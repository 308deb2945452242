use actix_web::{http::StatusCode, HttpResponse, ResponseError};
use serde::Serialize;
use thiserror::Error;

#[derive(Debug, Clone, Error)]
pub enum AppError {
    #[error("{0}")]
    ValidationError(String),

    #[error("{0}")]
    NotFound(String),

    #[error("Already exists: {0}")]
    AlreadyExists(String),

    #[error("Unauthorized: {0}")]
    Unauthorized(String),

    #[error("{0}")]
    DependencyUnavailable(String),

    #[error("Database error: {0}")]
    DatabaseError(String),

    #[error("{0}")]
    InternalError(String),
}

#[derive(Debug, Serialize)]
pub struct ErrorResponse {
    pub error: String,
    pub code: u16,
}

impl ResponseError for AppError {
    fn status_code(&self) -> StatusCode {
        match self {
            AppError::ValidationError(_) => StatusCode::BAD_REQUEST,
            AppError::NotFound(_) => StatusCode::NOT_FOUND,
            AppError::AlreadyExists(_) => StatusCode::CONFLICT,
            AppError::Unauthorized(_) => StatusCode::UNAUTHORIZED,
            AppError::DependencyUnavailable(_) => StatusCode::INTERNAL_SERVER_ERROR,
            AppError::DatabaseError(_) => StatusCode::INTERNAL_SERVER_ERROR,
            AppError::InternalError(_) => StatusCode::INTERNAL_SERVER_ERROR,
        }
    }

    fn error_response(&self) -> HttpResponse {
        HttpResponse::build(self.status_code()).json(ErrorResponse {
            error: self.to_string(),
            code: self.status_code().as_u16(),
        })
    }
}

impl From<mongodb::error::Error> for AppError {
    fn from(err: mongodb::error::Error) -> Self {
        AppError::DatabaseError(err.to_string())
    }
}
impl From<mongodb::bson::ser::Error> for AppError {
    fn from(err: mongodb::bson::ser::Error) -> Self {
        AppError::InternalError(format!("BSON serialization error: {}", err))
    }
}
impl From<validator::ValidationErrors> for AppError {
    fn from(err: validator::ValidationErrors) -> Self {
        AppError::ValidationError(err.to_string())
    }
}
impl From<bcrypt::BcryptError> for AppError {
    fn from(err: bcrypt::BcryptError) -> Self {
        AppError::InternalError(format!("Password hashing error: {}", err))
    }
}

pub type AppResult<T> = Result<T, AppError>;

**Description of the task:**
Up to and including the line with "fn from(err: bcrypt::BcryptError)", please return the records exactly, beginning from their first line.

**Result of the exercise:**
repository 308deb2945452242
use actix_web::{http::StatusCode, HttpResponse, ResponseError};
use serde::Serialize;
use thiserror::Error;

#[derive(Debug, Clone, Error)]
pub enum AppError {
    #[error("{0}")]
    ValidationError(String),

    #[error("{0}")]
    NotFound(String),

    #[error("Already exists: {0}")]
    AlreadyExists(String),

    #[error("Unauthorized: {0}")]
    Unauthorized(String),

    #[error("{0}")]
    DependencyUnavailable(String),

    #[error("Database error: {0}")]
    DatabaseError(String),

    #[error("{0}")]
    InternalError(String),
}

#[derive(Debug, Serialize)]
pub struct ErrorResponse {
    pub error: String,
    pub code: u16,
}

impl ResponseError for AppError {
    fn status_code(&self) -> StatusCode {
        match self {
            AppError::ValidationError(_) => StatusCode::BAD_REQUEST,
            AppError::NotFound(_) => StatusCode::NOT_FOUND,
            AppError::AlreadyExists(_) => StatusCode::CONFLICT,
            AppError::Unauthorized(_) => StatusCode::UNAUTHORIZED,
            AppError::DependencyUnavailable(_) => StatusCode::INTERNAL_SERVER_ERROR,
            AppError::DatabaseError(_) => StatusCode::INTERNAL_SERVER_ERROR,
            AppError::InternalError(_) => StatusCode::INTERNAL_SERVER_ERROR,
        }
    }

    fn error_response(&self) -> HttpResponse {
        HttpResponse::build(self.status_code()).json(ErrorResponse {
            error: self.to_string(),
            code: self.status_code().as_u16(),
        })
    }
}

impl From<mongodb::error::Error> for AppError {
    fn from(err: mongodb::error::Error) -> Self {
        AppError::DatabaseError(err.to_string())
    }
}
impl From<mongodb::bson::ser::Error> for AppError {
    fn from(err: mongodb::bson::ser::Error) -> Self {
        AppError::InternalError(format!("BSON serialization error: {}", err))
    }
}
impl From<validator::ValidationErrors> for AppError {
    fn from(err: validator::ValidationErrors) -> Self {
        AppError::ValidationError(err.to_string())
    }
}
impl From<bcrypt::BcryptError> for AppError {
    fn from(err: bcrypt::BcryptError) -> Self {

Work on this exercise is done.